*** Opening of Dataset ***
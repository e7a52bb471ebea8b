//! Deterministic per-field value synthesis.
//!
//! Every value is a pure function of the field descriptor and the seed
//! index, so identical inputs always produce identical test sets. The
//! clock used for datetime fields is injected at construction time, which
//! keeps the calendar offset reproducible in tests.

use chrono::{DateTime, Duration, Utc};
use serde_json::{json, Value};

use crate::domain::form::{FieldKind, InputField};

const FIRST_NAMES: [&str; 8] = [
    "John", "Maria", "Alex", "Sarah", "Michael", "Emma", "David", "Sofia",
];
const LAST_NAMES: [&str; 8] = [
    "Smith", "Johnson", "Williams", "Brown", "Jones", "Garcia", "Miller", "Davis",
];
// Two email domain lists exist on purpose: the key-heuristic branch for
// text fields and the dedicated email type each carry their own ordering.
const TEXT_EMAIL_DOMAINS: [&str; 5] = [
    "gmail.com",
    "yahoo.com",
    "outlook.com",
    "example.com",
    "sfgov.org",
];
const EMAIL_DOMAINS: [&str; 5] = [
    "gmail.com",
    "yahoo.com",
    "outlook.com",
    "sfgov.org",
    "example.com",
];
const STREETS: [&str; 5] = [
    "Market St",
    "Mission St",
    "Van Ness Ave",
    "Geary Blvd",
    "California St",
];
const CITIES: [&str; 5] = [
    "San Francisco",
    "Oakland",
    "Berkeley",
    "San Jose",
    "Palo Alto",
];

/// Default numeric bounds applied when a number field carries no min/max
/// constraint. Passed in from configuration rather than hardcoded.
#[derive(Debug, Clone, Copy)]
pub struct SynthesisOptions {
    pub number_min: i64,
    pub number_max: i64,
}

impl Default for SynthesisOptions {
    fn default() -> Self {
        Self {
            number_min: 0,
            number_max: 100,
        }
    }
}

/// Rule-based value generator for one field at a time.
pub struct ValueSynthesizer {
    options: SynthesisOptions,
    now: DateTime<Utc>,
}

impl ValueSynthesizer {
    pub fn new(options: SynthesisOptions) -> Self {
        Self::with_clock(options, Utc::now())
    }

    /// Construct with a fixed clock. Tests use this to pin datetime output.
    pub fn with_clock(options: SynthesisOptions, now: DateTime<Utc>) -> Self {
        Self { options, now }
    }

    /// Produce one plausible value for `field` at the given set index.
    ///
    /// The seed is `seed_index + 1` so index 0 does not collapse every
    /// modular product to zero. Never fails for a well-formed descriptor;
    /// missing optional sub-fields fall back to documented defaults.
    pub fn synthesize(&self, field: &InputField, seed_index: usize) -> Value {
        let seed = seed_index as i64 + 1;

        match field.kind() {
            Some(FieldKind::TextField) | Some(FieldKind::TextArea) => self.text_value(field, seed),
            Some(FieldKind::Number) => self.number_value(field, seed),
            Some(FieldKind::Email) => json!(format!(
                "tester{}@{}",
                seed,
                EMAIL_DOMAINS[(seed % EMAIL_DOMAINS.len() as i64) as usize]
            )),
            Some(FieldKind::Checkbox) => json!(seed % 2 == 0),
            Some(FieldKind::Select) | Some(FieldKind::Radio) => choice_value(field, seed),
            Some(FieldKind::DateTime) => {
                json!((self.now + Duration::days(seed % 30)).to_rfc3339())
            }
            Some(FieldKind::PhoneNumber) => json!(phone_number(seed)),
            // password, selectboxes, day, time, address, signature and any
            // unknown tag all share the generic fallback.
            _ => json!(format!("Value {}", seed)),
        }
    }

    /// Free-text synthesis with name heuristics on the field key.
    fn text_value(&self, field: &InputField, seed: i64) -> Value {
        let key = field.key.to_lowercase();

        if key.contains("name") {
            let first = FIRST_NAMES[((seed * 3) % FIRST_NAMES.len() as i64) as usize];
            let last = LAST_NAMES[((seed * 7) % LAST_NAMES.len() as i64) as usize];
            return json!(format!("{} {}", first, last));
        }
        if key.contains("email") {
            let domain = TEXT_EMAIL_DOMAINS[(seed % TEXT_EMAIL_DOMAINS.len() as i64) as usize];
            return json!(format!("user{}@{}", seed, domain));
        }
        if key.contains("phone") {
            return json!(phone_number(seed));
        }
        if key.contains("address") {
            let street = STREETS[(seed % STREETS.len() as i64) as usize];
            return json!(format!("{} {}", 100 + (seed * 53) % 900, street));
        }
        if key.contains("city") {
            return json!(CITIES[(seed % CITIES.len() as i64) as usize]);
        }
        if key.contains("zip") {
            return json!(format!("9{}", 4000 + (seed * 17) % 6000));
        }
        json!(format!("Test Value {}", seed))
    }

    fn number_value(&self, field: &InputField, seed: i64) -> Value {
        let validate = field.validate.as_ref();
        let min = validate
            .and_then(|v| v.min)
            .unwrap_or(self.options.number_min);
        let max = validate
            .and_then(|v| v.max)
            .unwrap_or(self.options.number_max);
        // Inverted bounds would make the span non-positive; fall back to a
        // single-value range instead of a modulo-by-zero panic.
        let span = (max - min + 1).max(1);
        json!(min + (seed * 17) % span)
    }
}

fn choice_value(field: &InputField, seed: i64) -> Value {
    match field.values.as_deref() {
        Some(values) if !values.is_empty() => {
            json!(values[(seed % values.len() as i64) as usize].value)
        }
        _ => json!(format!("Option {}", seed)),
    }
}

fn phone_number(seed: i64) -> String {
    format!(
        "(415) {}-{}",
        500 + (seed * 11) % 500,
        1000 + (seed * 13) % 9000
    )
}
*** Close of Dataset ***
*** Opening of Dataset ***
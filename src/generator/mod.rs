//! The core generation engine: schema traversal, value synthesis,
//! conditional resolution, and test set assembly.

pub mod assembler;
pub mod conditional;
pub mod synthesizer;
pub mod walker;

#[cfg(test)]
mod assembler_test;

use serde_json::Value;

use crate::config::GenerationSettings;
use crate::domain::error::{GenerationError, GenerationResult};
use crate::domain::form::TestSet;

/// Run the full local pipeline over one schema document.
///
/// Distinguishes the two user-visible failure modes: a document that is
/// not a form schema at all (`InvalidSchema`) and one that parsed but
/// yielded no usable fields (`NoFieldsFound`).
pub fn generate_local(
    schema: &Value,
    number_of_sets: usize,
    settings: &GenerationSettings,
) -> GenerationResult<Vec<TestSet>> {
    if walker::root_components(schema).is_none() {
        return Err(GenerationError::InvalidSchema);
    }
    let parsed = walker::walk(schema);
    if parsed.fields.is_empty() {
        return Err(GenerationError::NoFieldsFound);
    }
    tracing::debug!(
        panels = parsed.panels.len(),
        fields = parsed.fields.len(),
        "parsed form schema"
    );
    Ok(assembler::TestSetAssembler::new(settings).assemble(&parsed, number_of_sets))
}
*** Close of Dataset ***
*** Opening of Dataset ***
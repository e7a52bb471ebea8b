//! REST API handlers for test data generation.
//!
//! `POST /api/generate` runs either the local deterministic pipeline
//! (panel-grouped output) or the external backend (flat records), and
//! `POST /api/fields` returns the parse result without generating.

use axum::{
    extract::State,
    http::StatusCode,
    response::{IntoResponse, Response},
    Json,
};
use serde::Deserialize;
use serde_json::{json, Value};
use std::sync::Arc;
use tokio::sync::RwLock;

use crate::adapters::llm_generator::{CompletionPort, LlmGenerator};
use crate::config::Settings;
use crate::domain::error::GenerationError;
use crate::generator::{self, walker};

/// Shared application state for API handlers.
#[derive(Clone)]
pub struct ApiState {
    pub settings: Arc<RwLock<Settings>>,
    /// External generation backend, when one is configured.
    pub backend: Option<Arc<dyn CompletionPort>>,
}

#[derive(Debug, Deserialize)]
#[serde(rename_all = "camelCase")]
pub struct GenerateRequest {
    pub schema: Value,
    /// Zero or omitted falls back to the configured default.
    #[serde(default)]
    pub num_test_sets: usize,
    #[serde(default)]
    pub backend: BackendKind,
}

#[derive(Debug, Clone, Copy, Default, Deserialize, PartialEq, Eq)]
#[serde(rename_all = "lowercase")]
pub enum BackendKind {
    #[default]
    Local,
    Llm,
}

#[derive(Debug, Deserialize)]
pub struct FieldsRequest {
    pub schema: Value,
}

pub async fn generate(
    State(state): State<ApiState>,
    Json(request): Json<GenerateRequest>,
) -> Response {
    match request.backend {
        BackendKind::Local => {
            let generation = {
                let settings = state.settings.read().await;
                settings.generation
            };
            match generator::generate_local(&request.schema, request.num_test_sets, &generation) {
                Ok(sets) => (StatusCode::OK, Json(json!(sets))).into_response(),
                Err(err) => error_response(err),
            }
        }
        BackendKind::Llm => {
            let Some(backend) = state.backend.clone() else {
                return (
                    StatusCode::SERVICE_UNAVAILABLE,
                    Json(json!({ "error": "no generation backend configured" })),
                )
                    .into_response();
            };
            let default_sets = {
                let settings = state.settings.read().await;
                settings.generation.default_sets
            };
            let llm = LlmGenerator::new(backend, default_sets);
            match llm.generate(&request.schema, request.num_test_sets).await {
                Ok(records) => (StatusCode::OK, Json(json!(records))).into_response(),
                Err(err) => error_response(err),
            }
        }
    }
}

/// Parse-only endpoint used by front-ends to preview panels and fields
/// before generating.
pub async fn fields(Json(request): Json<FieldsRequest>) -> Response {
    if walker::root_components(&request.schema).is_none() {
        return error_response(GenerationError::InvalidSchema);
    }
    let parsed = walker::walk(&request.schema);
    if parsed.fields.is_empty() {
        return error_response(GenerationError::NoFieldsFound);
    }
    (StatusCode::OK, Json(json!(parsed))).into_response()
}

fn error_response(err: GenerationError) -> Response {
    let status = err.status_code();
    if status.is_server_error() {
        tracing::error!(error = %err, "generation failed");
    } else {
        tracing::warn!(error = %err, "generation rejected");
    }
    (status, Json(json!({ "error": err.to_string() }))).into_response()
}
*** Close of Dataset ***
## Task details
Find the word "InvalidSchema" in the records and pull out each line that has it.

## Expected output
/// not a form schema at all (`InvalidSchema`) and one that parsed but
        return Err(GenerationError::InvalidSchema);
        return error_response(GenerationError::InvalidSchema);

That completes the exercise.